Abbreviations are expanded in italics, either according to what is observed unabbreviated elsewhere — as with the expansion of the marker ꝯ as cun or cum despite its usual editorial realisation as con or com — or by reference to the rhymed pair, if available. When a decision has proven necessary between bilabial m and alveolar n and none of the above information is available, m is used before a bilabial consonant, and n elsewhere.
Scribal additions, in all cases appearing above the line, are reproduced as faithfully as the technology has allowed, while scribal deletions are rendered using a strikethrough or expunctuation, depending on what appears in the codex. Litterae notabiliores are represented using their principal colour, always red or blue.

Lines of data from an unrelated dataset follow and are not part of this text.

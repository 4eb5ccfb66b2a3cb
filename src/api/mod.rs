// Thin namespace wrapper for API-layer components
pub mod handlers {
    pub use crate::handlers::*;
}

pub mod permissions {
    pub use crate::permissions::*;
}
use std::collections::HashMap;
use std::env;

use nonprofit_backoffice::data::db::Database;
use nonprofit_backoffice::data::db_storage::{IndicatorStore, PgIndicatorStore, INDICATOR_LIST};
use nonprofit_backoffice::list_query::ListQuery;
use nonprofit_backoffice::models::NewIndicator;
use nonprofit_backoffice::services::capacity_report;

/// Integration smoke test for the Postgres indicator store.
/// Marked ignored to avoid running against production by accident; set TEST_DATABASE_URL to run.
#[tokio::test]
#[ignore]
async fn indicator_store_smoke_test() -> anyhow::Result<()> {
    let db_url = env::var("TEST_DATABASE_URL")
        .map_err(|_| anyhow::anyhow!("Set TEST_DATABASE_URL to run this test"))?;

    let db = Database::new(&db_url).await?;
    let store = PgIndicatorStore::new(db.pool.clone());

    // Prospect id unlikely to collide with earlier runs.
    let prospect_id = 9_000_000_000 + i64::from(std::process::id());

    let house = store
        .add(&NewIndicator {
            prospect_id,
            indicator_type: "real_estate".to_string(),
            indicator_value: "$1,000,000".to_string(),
            source: Some("county assessor".to_string()),
            ..Default::default()
        })
        .await?;
    store
        .add(&NewIndicator {
            prospect_id,
            indicator_type: "family_foundation".to_string(),
            indicator_value: "Smoke Test Fund".to_string(),
            ..Default::default()
        })
        .await?;

    assert!(store.set_verified(house, true).await?);

    let indicators = store.list_for_prospect(prospect_id).await?;
    let report = capacity_report(prospect_id, &indicators);
    assert_eq!(report.capacity, 150_000.0);
    assert_eq!(report.score, 75.0);
    assert_eq!(report.verified_count, 1);

    let params: HashMap<String, String> = [
        ("prospect_id".to_string(), prospect_id.to_string()),
        ("verified".to_string(), "true".to_string()),
    ]
    .into_iter()
    .collect();
    let query = ListQuery::parse(&INDICATOR_LIST, &params, 20)?;
    let (rows, total) = store.list(&query).await?;
    assert_eq!(total, 1);
    assert_eq!(rows[0].id, house);

    for indicator in indicators {
        store.delete(indicator.id).await?;
    }
    Ok(())
}
//! Batch report: scores every prospect that has wealth indicators.

use dotenvy::dotenv;
use nonprofit_backoffice::db::Database;
use nonprofit_backoffice::db_storage::{IndicatorStore, PgIndicatorStore};
use nonprofit_backoffice::services::capacity_report;
use std::env;

/// Main entry point for the capacity report.
///
/// Connects to the database, loads the indicators of each prospect, and prints
/// capacity and score sorted by capacity, highest first.
#[tokio::main]
async fn main() -> anyhow::Result<()> {
    dotenv().ok();

    tracing_subscriber::fmt::init();

    let database_url = env::var("DATABASE_URL")
        .or_else(|_| env::var("DB_URL"))
        .map_err(|_| anyhow::anyhow!("DATABASE_URL must be set"))?;
    let db = Database::new(&database_url).await?;
    let store = PgIndicatorStore::new(db.pool.clone());

    let prospect_ids = store.prospect_ids().await?;
    tracing::info!("Scoring {} prospects", prospect_ids.len());

    let mut reports = Vec::with_capacity(prospect_ids.len());
    for prospect_id in prospect_ids {
        let indicators = store.list_for_prospect(prospect_id).await?;
        reports.push(capacity_report(prospect_id, &indicators));
    }
    reports.sort_by(|a, b| b.capacity.total_cmp(&a.capacity));

    println!(
        "{:>10}  {:>16}  {:>7}  {:>10}  {:>8}",
        "prospect", "capacity", "score", "indicators", "verified"
    );
    for report in &reports {
        println!(
            "{:>10}  {:>16.2}  {:>7}  {:>10}  {:>8}",
            report.prospect_id,
            report.capacity,
            report.score,
            report.indicator_count,
            report.verified_count
        );
    }

    Ok(())
}
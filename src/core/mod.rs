// Domain-layer modules and shared errors/models
pub mod capacity {
    pub use crate::capacity::*;
}

pub mod list_query {
    pub use crate::list_query::*;
}

pub mod models {
    pub use crate::models::*;
}

pub mod services {
    pub use crate::services::*;
}

pub mod errors {
    pub use crate::errors::*;
}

Notes on the Critical Edition
Since editions of the text based on all three witnesses do exist, the aim of this edition has been to be as faithful as possible to the text in MS 249, which has necessitated a highly conservative approach. The edition is largely in keeping with the recommendations of Foulet and Speer (1979), standardising capitalisation, the use of i and j, and u and v, word boundaries, and punctuation. Roman numerals are left unaltered in the one instance in which they appear (f. 7vb, l. 7). Editorial additions are marked with square brackets [ ], while suppression of material is marked using parentheses ( ). Scribal additions and deletions are accepted and normalised.
Two diacritic marks are used: the acute accent on tonic e where tonic status cannot be determined from surrounding context, and the cedilla on c marking sibilance. The agglutinated forms del, nel, and sil are deglutinated before vowels to match modern word divisions.
The text has been converted from concatenated text to individual lines of verse, to improve readability. The position of illustrations has also been regularised, either appearing immediately after the heading of the section in question, or at a logical point in the text.
Corrections for line length and use of the tréma to indicate vowel hiatus have been avoided. Such editorial involvement could be valid in an edition of the text across all three witnesses, but is not appropriate in this case, given the desire to maintain the edition’s faithfulness to MS 249.
Similarly, seemingly superfluous words are not suppressed unless they result from clear scribal error. Atonic e has also not been elided where it would be in speech. Apparent lapses in rhyme, particularly involving the word Deus or Deu, usually paired with tonic e in rhyming position, are also retained.
In keeping with the conservative nature of this edition, rejected readings and additions are kept to a minimum, with major corrections included only when absolutely necessary for comprehension of the text. When these are made, the correct forms have been determined either from context or by comparison with the other witnesses.
Litterae notabiliores are represented using their principal colour, always red or blue. Missing legends for illustrations are included in English, or maintained and regularised if present.